EXERCISE PROMPT:
Scan the records for the string "Convert" and state how many lines contain it, using the number alone.

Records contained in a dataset
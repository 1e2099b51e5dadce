//! Conversions between Value and serde_json / serde types.
//!
//! These are the plain-data edges of the wire format: they carry JSON
//! numbers exactly and never look at rich scalars. Rich values must go
//! through [`crate::SerDes`] first.

use std::str::FromStr;

use bigdecimal::BigDecimal;
use docwire_core::{BigInt, Path, Value};
use serde::de::DeserializeOwned;
use serde::Serialize;

use crate::error::Error;
use crate::numbers::{decimal_text, float_decimal, same_decimal};

/// Convert a Rust type to a Value via serde.
pub fn to_value<T: Serialize>(data: &T) -> Result<Value, Error> {
    let json = serde_json::to_value(data)?;
    Ok(json_to_value(json))
}

/// Convert a plain Value to a Rust type via serde.
pub fn from_value<T: DeserializeOwned>(value: &Value) -> Result<T, Error> {
    let json = value_to_json(value)?;
    Ok(serde_json::from_value(json)?)
}

/// Convert a plain Value to serde_json::Value.
///
/// # Errors
///
/// Returns [`Error::UnsupportedValue`] for anything [`Value::is_plain`]
/// rejects, with the path of the offending node.
pub fn value_to_json(value: &Value) -> Result<serde_json::Value, Error> {
    let mut path = Path::root();
    to_json(value, &mut path)
}

fn to_json(value: &Value, path: &mut Path) -> Result<serde_json::Value, Error> {
    let json = match value {
        Value::Null => serde_json::Value::Null,
        Value::Bool(b) => serde_json::Value::Bool(*b),
        Value::Integer(i) => serde_json::Value::Number((*i).into()),
        Value::Float(f) => match serde_json::Number::from_f64(*f) {
            Some(n) => serde_json::Value::Number(n),
            None => return Err(unsupported(value, path, "non-finite numbers have no JSON form")),
        },
        Value::BigInt(b) => exact_number(&b.to_string(), value, path)?,
        Value::Decimal(d) => exact_number(&decimal_text(d), value, path)?,
        Value::String(s) => serde_json::Value::String(s.clone()),
        Value::Array(items) => {
            let mut out = Vec::with_capacity(items.len());
            for (i, item) in items.iter().enumerate() {
                path.push(i);
                out.push(to_json(item, path)?);
                path.pop();
            }
            serde_json::Value::Array(out)
        }
        Value::Map(map) => {
            let mut out = serde_json::Map::with_capacity(map.len());
            for (k, v) in map {
                path.push(k.as_str());
                out.insert(k.clone(), to_json(v, path)?);
                path.pop();
            }
            serde_json::Value::Object(out)
        }
        other => {
            return Err(unsupported(
                other,
                path,
                "rich values must be serialized before conversion to JSON",
            ))
        }
    };
    Ok(json)
}

fn exact_number(text: &str, value: &Value, path: &Path) -> Result<serde_json::Value, Error> {
    serde_json::from_str::<serde_json::Number>(text)
        .map(serde_json::Value::Number)
        .map_err(|_| unsupported(value, path, "number text is not valid JSON"))
}

fn unsupported(value: &Value, path: &Path, message: &str) -> Error {
    Error::UnsupportedValue {
        path: path.clone(),
        kind: value.kind(),
        message: message.to_string(),
    }
}

/// Convert serde_json::Value to our Value.
///
/// Numbers become `Integer` when they fit `i64`, `Float` when `f64` holds
/// them exactly, and `BigInt` or `Decimal` otherwise.
pub fn json_to_value(json: serde_json::Value) -> Value {
    match json {
        serde_json::Value::Null => Value::Null,
        serde_json::Value::Bool(b) => Value::Bool(b),
        serde_json::Value::Number(n) => number_to_value(&n),
        serde_json::Value::String(s) => Value::String(s),
        serde_json::Value::Array(arr) => Value::Array(arr.into_iter().map(json_to_value).collect()),
        serde_json::Value::Object(map) => Value::Map(
            map.into_iter()
                .map(|(k, v)| (k, json_to_value(v)))
                .collect(),
        ),
    }
}

fn number_to_value(n: &serde_json::Number) -> Value {
    if let Some(i) = n.as_i64() {
        return Value::Integer(i);
    }
    let text = n.to_string();
    if !text.contains(['.', 'e', 'E']) {
        if let Ok(b) = BigInt::from_str(&text) {
            return Value::BigInt(b);
        }
    }
    match BigDecimal::from_str(&text) {
        Ok(d) => match n.as_f64() {
            Some(f) if float_decimal(f).is_some_and(|back| same_decimal(&back, &d)) => {
                Value::Float(f)
            }
            _ => Value::Decimal(d),
        },
        // Fallback for number text neither parser accepts
        Err(_) => Value::String(text),
    }
}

EXPECTED ANSWER:
4